[[ Task inputs, beginning ]]
pub use sea_orm_migration::prelude::*;

mod m20250815_000001_create_users_table;
mod m20250815_000002_create_inquiries_table;

pub struct Migrator;

#[async_trait::async_trait]
impl MigratorTrait for Migrator {
    fn migrations() -> Vec<Box<dyn MigrationTrait>> {
        vec![
            Box::new(m20250815_000001_create_users_table::Migration),
            Box::new(m20250815_000002_create_inquiries_table::Migration),
        ]
    }
}
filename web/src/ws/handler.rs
use crate::AppState;
use axum::extract::ws::{Message, WebSocket, WebSocketUpgrade};
use axum::extract::State;
use axum::response::IntoResponse;
use futures::{SinkExt, StreamExt};
use log::*;
use tokio::sync::mpsc;

/// Admin notification channel: a long-lived WebSocket the server pushes JSON
/// events into. The server never reacts to inbound frames; clients may send
/// anything (typically pings) to keep intermediaries from idling the
/// connection out.
pub(crate) async fn admin_notifications(
    ws: WebSocketUpgrade,
    State(app_state): State<AppState>,
) -> impl IntoResponse {
    ws.on_upgrade(move |socket| handle_socket(socket, app_state))
}

async fn handle_socket(socket: WebSocket, app_state: AppState) {
    let (tx, mut rx) = mpsc::unbounded_channel();

    // Ownership of the sending half transfers to the registry here; from now
    // on this task only pumps frames and reports the disconnect.
    let connection_id = app_state.notification_manager.register_connection(tx);
    debug!(
        "Admin notification connection established: {}",
        connection_id.as_str()
    );

    let (mut sink, mut stream) = socket.split();

    // Broadcast frames arrive over the channel and are forwarded to the client
    let mut send_task = tokio::spawn(async move {
        while let Some(message) = rx.recv().await {
            if sink.send(message).await.is_err() {
                break;
            }
        }
    });

    // Inbound frames are drained and ignored; a close frame or transport
    // error ends the connection
    let mut recv_task = tokio::spawn(async move {
        while let Some(Ok(message)) = stream.next().await {
            if let Message::Close(_) = message {
                break;
            }
        }
    });

    // Whichever half finishes first, tear the other one down
    tokio::select! {
        _ = &mut send_task => recv_task.abort(),
        _ = &mut recv_task => send_task.abort(),
    }

    debug!(
        "Admin notification connection closed: {}",
        connection_id.as_str()
    );
    app_state
        .notification_manager
        .unregister_connection(&connection_id);
}
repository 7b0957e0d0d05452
pub use entity::{inquiries, users, Id};

pub mod error;
pub mod inquiry;
pub mod user;

#[cfg(test)]
pub(crate) mod test_support {
    use migration::{Migrator, MigratorTrait};
    use sea_orm::{ConnectOptions, Database, DatabaseConnection};

    /// Connects to a fresh in-memory SQLite database and applies all migrations.
    /// The pool is pinned to a single connection: each pooled connection to
    /// `sqlite::memory:` would otherwise see its own empty database.
    pub(crate) async fn connect_migrated() -> DatabaseConnection {
        let mut opt = ConnectOptions::new("sqlite::memory:");
        opt.max_connections(1);
        let db = Database::connect(opt)
            .await
            .expect("failed to open in-memory sqlite");
        Migrator::up(&db, None).await.expect("migrations failed");
        db
    }
}
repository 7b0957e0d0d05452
use axum::http::StatusCode;
use axum::response::IntoResponse;
use axum::Json;
use serde_json::json;

/// GET the service status banner served at the API root.
#[utoipa::path(
    get,
    path = "/",
    responses(
        (status = 200, description = "API is up and responding to requests")
    )
)]
pub async fn root() -> impl IntoResponse {
    Json(json!({
        "status": "Online",
        "network": "IT FARM GLOBAL",
        "mode": "Async"
    }))
}

/// GET a bare liveness probe
#[utoipa::path(
    get,
    path = "/health",
    responses(
        (status = 200, description = "API router is up and responding to requests", body = String)
    )
)]
pub async fn health_check() -> impl IntoResponse {
    (StatusCode::OK, "healthy")
}
//! Store-and-list operations for the inquiries table.

use super::error::Error;
use chrono::Utc;
use entity::inquiries::{ActiveModel, Column, Entity, Model};
use entity::Id;
use log::*;
use sea_orm::{entity::prelude::*, DatabaseConnection, QueryOrder, Set};

pub async fn create(db: &DatabaseConnection, inquiry_model: Model) -> Result<Model, Error> {
    debug!("New Inquiry to be inserted from: {}", inquiry_model.email);

    let now = Utc::now();
    let inquiry_active_model = ActiveModel {
        id: Set(Id::new_v4()),
        name: Set(inquiry_model.name),
        company: Set(inquiry_model.company),
        email: Set(inquiry_model.email),
        budget: Set(inquiry_model.budget),
        service: Set(inquiry_model.service),
        date: Set(inquiry_model.date),
        time: Set(inquiry_model.time),
        message: Set(inquiry_model.message),
        created_at: Set(now.into()),
    };

    Ok(inquiry_active_model.insert(db).await?)
}

/// Newest inquiries first, matching the admin dashboard's expectation.
pub async fn find_all(db: &DatabaseConnection) -> Result<Vec<Model>, Error> {
    let inquiries = Entity::find()
        .order_by_desc(Column::CreatedAt)
        .all(db)
        .await?;

    Ok(inquiries)
}

#[cfg(test)]
mod tests {
    use super::*;
    use crate::test_support::connect_migrated;

    fn test_model(name: &str) -> Model {
        Model {
            id: Id::default(),
            name: name.to_string(),
            company: Some("ACME".to_string()),
            email: "contact@acme.com".to_string(),
            budget: None,
            service: "delivery".to_string(),
            date: "2025-09-01".to_string(),
            time: "10:00".to_string(),
            message: "Need a quote".to_string(),
            created_at: Utc::now().into(),
        }
    }

    #[tokio::test]
    async fn create_then_list_newest_first() {
        let db = connect_migrated().await;

        let first = create(&db, test_model("First")).await.unwrap();
        // Force a strictly later timestamp for deterministic ordering
        tokio::time::sleep(std::time::Duration::from_millis(5)).await;
        let second = create(&db, test_model("Second")).await.unwrap();

        let all = find_all(&db).await.unwrap();
        assert_eq!(all.len(), 2);
        assert_eq!(all[0].id, second.id);
        assert_eq!(all[1].id, first.id);
    }
}
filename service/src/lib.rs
use config::Config;
use log::info;
use sea_orm::{ConnectOptions, Database, DatabaseConnection, DbErr};
use tokio::time::Duration;

pub mod config;
pub mod logging;

pub async fn init_database(config: &Config) -> Result<DatabaseConnection, DbErr> {
    // Every pooled connection to an in-memory SQLite URL opens its own empty
    // database, so the pool must be pinned to a single connection there.
    let max_connections = if config.database_url().contains(":memory:") {
        1
    } else {
        config.db_max_connections
    };

    info!(
        "Database pool config: max_connections={}, connect_timeout={}s, acquire_timeout={}s",
        max_connections, config.db_connect_timeout_secs, config.db_acquire_timeout_secs,
    );

    let mut opt = ConnectOptions::new::<&str>(config.database_url());
    opt.max_connections(max_connections)
        .connect_timeout(Duration::from_secs(config.db_connect_timeout_secs))
        .acquire_timeout(Duration::from_secs(config.db_acquire_timeout_secs))
        .sqlx_logging(true)
        .sqlx_logging_level(log::LevelFilter::Debug);

    let db = Database::connect(opt).await?;

    Ok(db)
}
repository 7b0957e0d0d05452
pub(crate) mod authenticated_user;

use axum::http::StatusCode;

pub(crate) type RejectionType = (StatusCode, String);
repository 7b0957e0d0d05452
//! SeaORM Entity for the users table.
//! Holds a registered identity: unique username, hashed credential and profile fields.

use crate::Id;
use sea_orm::entity::prelude::*;
use serde::{Deserialize, Serialize};
use utoipa::ToSchema;

#[derive(Clone, Debug, PartialEq, DeriveEntityModel, Serialize, Deserialize, ToSchema)]
#[schema(as = entity::users::Model)]
#[sea_orm(table_name = "users")]
pub struct Model {
    #[serde(skip_deserializing)]
    #[sea_orm(primary_key, auto_increment = false)]
    pub id: Id,

    /// Unique login name, expected to be email-shaped
    #[sea_orm(unique)]
    pub username: String,

    /// Opaque password digest. Never serialized back to clients.
    #[serde(skip_serializing)]
    pub password: String,

    pub full_name: String,

    #[serde(skip_deserializing)]
    pub role: Role,

    #[serde(skip_deserializing)]
    #[schema(value_type = String, format = DateTime)]
    pub created_at: DateTimeWithTimeZone,
}

#[derive(
    Debug,
    Clone,
    Copy,
    Default,
    PartialEq,
    Eq,
    EnumIter,
    DeriveActiveEnum,
    Serialize,
    Deserialize,
    ToSchema,
)]
#[sea_orm(rs_type = "String", db_type = "String(StringLen::None)")]
#[serde(rename_all = "lowercase")]
pub enum Role {
    #[default]
    #[sea_orm(string_value = "user")]
    User,
    #[sea_orm(string_value = "admin")]
    Admin,
}

#[derive(Copy, Clone, Debug, EnumIter, DeriveRelation)]
pub enum Relation {}

impl ActiveModelBehavior for ActiveModel {}
//! This module holds typed parameters for various endpoint inputs.
//!
//! The purpose of this module is to define and manage the parameters that are used as inputs
//! for different endpoints in the web application. By using typed parameters, we can ensure
//! that the inputs are validated (by type) and correctly formatted before they are processed by the
//! application logic.

pub(crate) mod user;
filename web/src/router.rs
use crate::controller::{
    health_check_controller, inquiry_controller, user_controller, user_session_controller,
};
use crate::params;
use crate::ws::handler as notification_handler;
use crate::AppState;
use axum::http::HeaderValue;
use axum::routing::{get, post};
use axum::Router;
use log::*;
use tower_http::cors::{Any, CorsLayer};

use utoipa::{
    openapi::security::{HttpAuthScheme, HttpBuilder, SecurityScheme},
    Modify, OpenApi,
};
use utoipa_rapidoc::RapiDoc;

// This is the global definition of our OpenAPI spec. To be a part
// of the rendered spec, a path and schema must be listed here.
#[derive(OpenApi)]
#[openapi(
        info(
            title = "Delivery Network API"
        ),
        paths(
            health_check_controller::root,
            health_check_controller::health_check,
            inquiry_controller::create,
            inquiry_controller::index,
            user_controller::register,
            user_controller::index,
            user_session_controller::login,
        ),
        components(
            schemas(
                domain::inquiries::Model,
                domain::users::Role,
                domain::user::Credentials,
                domain::token::AccessToken,
                domain::UserView,
                params::user::RegisterParams,
            )
        ),
        modifiers(&SecurityAddon),
        tags(
            (name = "delivery_network", description = "IT FARM GLOBAL Delivery Network API")
        )
    )]
struct ApiDoc;

struct SecurityAddon;

// Defines our bearer token authentication requirement for gaining access to our
// protected API endpoints for OpenAPI.
impl Modify for SecurityAddon {
    fn modify(&self, openapi: &mut utoipa::openapi::OpenApi) {
        if let Some(components) = openapi.components.as_mut() {
            components.add_security_scheme(
                "bearer_auth",
                SecurityScheme::Http(
                    HttpBuilder::new()
                        .scheme(HttpAuthScheme::Bearer)
                        .bearer_format("JWT")
                        .description(Some(
                            "Access token returned from a successful POST /token login",
                        ))
                        .build(),
                ),
            )
        }
    }
}

pub fn define_routes(app_state: AppState) -> Router {
    let cors = cors_layer(&app_state);

    Router::new()
        .merge(health_routes())
        .merge(inquiry_routes(app_state.clone()))
        .merge(user_routes(app_state.clone()))
        .merge(user_session_routes(app_state.clone()))
        .merge(notification_routes(app_state))
        .merge(RapiDoc::with_openapi("/api-docs/openapi.json", ApiDoc::openapi()).path("/rapidoc"))
        .layer(cors)
}

fn health_routes() -> Router {
    Router::new()
        .route("/", get(health_check_controller::root))
        .route("/health", get(health_check_controller::health_check))
}

fn inquiry_routes(app_state: AppState) -> Router {
    Router::new()
        .route("/inquiry", post(inquiry_controller::create))
        .route("/inquiry", get(inquiry_controller::index))
        .with_state(app_state)
}

fn user_routes(app_state: AppState) -> Router {
    Router::new()
        .route("/register", post(user_controller::register))
        // Token enforcement happens inside the handler via the
        // AuthenticatedUser extractor, not a route layer.
        .route("/users", get(user_controller::index))
        .with_state(app_state)
}

fn user_session_routes(app_state: AppState) -> Router {
    Router::new()
        .route("/token", post(user_session_controller::login))
        .with_state(app_state)
}

fn notification_routes(app_state: AppState) -> Router {
    Router::new()
        .route(
            "/notifications/admin",
            get(notification_handler::admin_notifications),
        )
        .with_state(app_state)
}

// Browser dashboards run on separate origins, so CORS is part of the public
// contract. Configured origins that are not valid header values are dropped
// with a warning rather than taking the server down. No credentialed
// requests: auth rides in the Authorization header, which wildcard headers
// already admit.
fn cors_layer(app_state: &AppState) -> CorsLayer {
    let origins: Vec<HeaderValue> = app_state
        .config
        .allowed_origins
        .iter()
        .filter_map(|origin| match origin.parse::<HeaderValue>() {
            Ok(value) => Some(value),
            Err(_) => {
                warn!("Ignoring unparseable allowed origin: {origin}");
                None
            }
        })
        .collect();

    CorsLayer::new()
        .allow_origin(origins)
        .allow_methods(Any)
        .allow_headers(Any)
}
use std::error::Error as StdError;

use axum::http::StatusCode;
use axum::response::{IntoResponse, Response};

use domain::error::{
    DomainErrorKind, EntityErrorKind, Error as DomainError, ExternalErrorKind, InternalErrorKind,
};
use log::*;

pub type Result<T> = core::result::Result<T, Error>;

#[derive(Debug)]
pub struct Error(DomainError);

impl StdError for Error {}

impl std::fmt::Display for Error {
    fn fmt(&self, fmt: &mut std::fmt::Formatter) -> core::result::Result<(), std::fmt::Error> {
        write!(fmt, "{self:?}")
    }
}

// Translates domain error kinds to client-facing status codes. Response
// bodies are fixed, non-leaking strings; diagnostic detail stays in the logs.
impl IntoResponse for Error {
    fn into_response(self) -> Response {
        match &self.0.error_kind {
            DomainErrorKind::Internal(internal_error_kind) => match internal_error_kind {
                InternalErrorKind::Entity(entity_error_kind) => match entity_error_kind {
                    EntityErrorKind::NotFound => {
                        (StatusCode::NOT_FOUND, "NOT FOUND").into_response()
                    }
                    EntityErrorKind::Invalid => {
                        (StatusCode::UNPROCESSABLE_ENTITY, "UNPROCESSABLE ENTITY").into_response()
                    }
                    EntityErrorKind::AlreadyExists => {
                        (StatusCode::BAD_REQUEST, "ALREADY EXISTS").into_response()
                    }
                    EntityErrorKind::Unauthenticated => {
                        (StatusCode::UNAUTHORIZED, "Unauthorized").into_response()
                    }
                    EntityErrorKind::Other(_) => {
                        warn!("Entity error surfaced as 500: {:?}", self.0);
                        (StatusCode::INTERNAL_SERVER_ERROR, "INTERNAL SERVER ERROR").into_response()
                    }
                },
                // The gate never tells the caller why a token was rejected
                InternalErrorKind::Token(_) => {
                    (StatusCode::UNAUTHORIZED, "Unauthorized").into_response()
                }
                InternalErrorKind::Config | InternalErrorKind::Other(_) => {
                    warn!("Internal error surfaced as 500: {:?}", self.0);
                    (StatusCode::INTERNAL_SERVER_ERROR, "INTERNAL SERVER ERROR").into_response()
                }
            },
            DomainErrorKind::External(external_error_kind) => match external_error_kind {
                ExternalErrorKind::Network => {
                    (StatusCode::BAD_GATEWAY, "BAD GATEWAY").into_response()
                }
                ExternalErrorKind::Other(_) => {
                    warn!("External error surfaced as 500: {:?}", self.0);
                    (StatusCode::INTERNAL_SERVER_ERROR, "INTERNAL SERVER ERROR").into_response()
                }
            },
        }
    }
}

impl<E> From<E> for Error
where
    E: Into<DomainError>,
{
    fn from(err: E) -> Self {
        Error(err.into())
    }
}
[[ Task inputs, end ]]
Return only the number of lines in the preceding records that contain the string "merge".

6